To use the Frame Scheduler, you approach the design of your real-time program in the following steps.

  1. Partition the program into activities, where each activity is an independent piece of work that can be done without interruption.

    For example, in a simple vehicle simulator, activities might include "poll the joystick," "update the positions of moving objects," "cull the set of visible objects," and so forth.

  2. Decide the relationships among the activities:

  3. Estimate the worst-case time required to execute each activity. Some activities may need more than one minor frame interval (the Frame Scheduler allows for this).

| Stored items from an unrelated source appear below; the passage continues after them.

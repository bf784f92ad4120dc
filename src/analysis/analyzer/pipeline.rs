//! Pipeline analyzer that combines a tokenizer and filters.
//!
//! Processing order:
//! 1. Tokenizer: splits text into tokens
//! 2. Token Filters: applied sequentially in the order they were added
//!
//! # Examples
//!
//! ```
//! use solace::analysis::analyzer::{Analyzer, PipelineAnalyzer};
//! use solace::analysis::tokenizer::regex::RegexTokenizer;
//! use solace::analysis::token_filter::lowercase::LowercaseFilter;
//! use solace::analysis::token_filter::remove_empty::RemoveEmptyFilter;
//! use solace::analysis::token_filter::stop::StopFilter;
//! use std::sync::Arc;
//!
//! let tokenizer = Arc::new(RegexTokenizer::new().unwrap());
//! let analyzer = PipelineAnalyzer::new(tokenizer)
//!     .add_filter(Arc::new(LowercaseFilter::new()))
//!     .add_filter(Arc::new(StopFilter::from_words(vec!["the", "and"])))
//!     .add_filter(Arc::new(RemoveEmptyFilter::new()));
//!
//! let tokens: Vec<_> = analyzer.analyze("Hello THE world AND test").unwrap().collect();
//!
//! assert_eq!(tokens.len(), 3);
//! assert_eq!(tokens[0].text, "hello");
//! assert_eq!(tokens[2].text, "test");
//! ```

use std::sync::Arc;

use crate::analysis::analyzer::Analyzer;
use crate::analysis::token::TokenStream;
use crate::analysis::token_filter::Filter;
use crate::analysis::tokenizer::Tokenizer;
use crate::error::Result;

/// A configurable analyzer that combines a tokenizer with a chain of filters.
#[derive(Clone)]
pub struct PipelineAnalyzer {
    tokenizer: Arc<dyn Tokenizer>,
    filters: Vec<Arc<dyn Filter>>,
}

impl PipelineAnalyzer {
    /// Create a new pipeline analyzer with the given tokenizer.
    pub fn new(tokenizer: Arc<dyn Tokenizer>) -> Self {
        PipelineAnalyzer {
            tokenizer,
            filters: Vec::new(),
        }
    }

    /// Add a filter to the pipeline.
    pub fn add_filter(mut self, filter: Arc<dyn Filter>) -> Self {
        self.filters.push(filter);
        self
    }

    /// Get the tokenizer used by this analyzer.
    pub fn tokenizer(&self) -> &Arc<dyn Tokenizer> {
        &self.tokenizer
    }

    /// Get the filters used by this analyzer.
    pub fn filters(&self) -> &[Arc<dyn Filter>] {
        &self.filters
    }

    /// Names of the pipeline stages, tokenizer first.
    pub fn stage_names(&self) -> Vec<&'static str> {
        std::iter::once(self.tokenizer.name())
            .chain(self.filters.iter().map(|f| f.name()))
            .collect()
    }
}

impl Analyzer for PipelineAnalyzer {
    fn analyze(&self, text: &str) -> Result<TokenStream> {
        let mut tokens = self.tokenizer.tokenize(text)?;

        for filter in &self.filters {
            tokens = filter.filter(tokens)?;
        }

        Ok(tokens)
    }

    fn name(&self) -> &'static str {
        "pipeline"
    }
}

impl std::fmt::Debug for PipelineAnalyzer {
    fn fmt(&self, f: &mut std::fmt::Formatter<'_>) -> std::fmt::Result {
        f.debug_struct("PipelineAnalyzer")
            .field("stages", &self.stage_names())
            .finish()
    }
}

#[cfg(test)]
mod tests {
    use super::*;
    use crate::analysis::token::Token;
    use crate::analysis::token_filter::{LowercaseFilter, RemoveEmptyFilter, StopFilter};
    use crate::analysis::tokenizer::RegexTokenizer;

    #[test]
    fn test_pipeline_analyzer() {
        let analyzer = PipelineAnalyzer::new(Arc::new(RegexTokenizer::new().unwrap()))
            .add_filter(Arc::new(LowercaseFilter::new()))
            .add_filter(Arc::new(StopFilter::from_words(vec!["the"])))
            .add_filter(Arc::new(RemoveEmptyFilter::new()));

        let tokens: Vec<Token> = analyzer.analyze("The Exam, THE dread!").unwrap().collect();

        assert_eq!(tokens.len(), 2);
        assert_eq!(tokens[0].text, "exam");
        assert_eq!(tokens[1].text, "dread");
    }

    #[test]
    fn test_tokenizer_only() {
        let analyzer = PipelineAnalyzer::new(Arc::new(RegexTokenizer::new().unwrap()));
        let tokens: Vec<Token> = analyzer.analyze("Hello World").unwrap().collect();

        assert_eq!(tokens[0].text, "Hello");
        assert!(analyzer.filters().is_empty());
    }

    #[test]
    fn test_stage_names() {
        let analyzer = PipelineAnalyzer::new(Arc::new(RegexTokenizer::new().unwrap()))
            .add_filter(Arc::new(LowercaseFilter::new()));

        assert_eq!(analyzer.stage_names(), vec!["regex", "lowercase"]);
        assert_eq!(analyzer.name(), "pipeline");
    }
}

  4. Schedule the activities: If all are executed sequentially, will they complete in one major frame? If not, choose activities that can execute concurrently on two or more CPUs, and estimate again. You may have to change the design in order to get greater concurrency.
When the design is complete, implement each activity as an independent process that communicates with the others using shared memory, semaphores, and locks (see "Interprocess Communication").

When the real-time activities can be handled in a single CPU, the master process that initiates the program contains these steps:

  1. Open, create, and initialize all the shared files and memory resources.

  2. Initiate a Frame Scheduler (a single library call).

  3. Initiate each activity as a process using sproc() or fork().

    Each process initializes itself and then waits at a barrier (see "Barriers").

  4. Enqueue each activity process to the Frame Scheduler that will dispatch it (another library call).

    The master process specifies the process ID and the minor frame or frames in which the process should run, and a scheduling discipline.

  5. Join the barrier where the activity processes are waiting.

    When all processes are ready to proceed, all are released.

  6. Start the Frame Scheduler going (a library call).

  7. Wait for a signal indicating it is time to shut down.

  8. Terminate the Frame Schedulers.
A Frame Scheduler seizes its assigned CPU, isolates it, and takes over process scheduling on it. It waits for all enqueued processes to initialize themselves and to execute a library call to "join" the scheduler. Then it begins dispatching the processes in the specified sequence during each frame interval. It monitors errors, such as a process that fails to complete its work within its frame, and takes a specified action when an error occurs. Typically the error action is to send a signal to the master process. The master process can interrogate the Frame Scheduler, and stop it or restart it.

The Frame Scheduler is discussed in more detail in Chapter 7, "Using the Frame Scheduler". Sample programs that illustrate the Frame Scheduler are described under "Frame Scheduler Examples".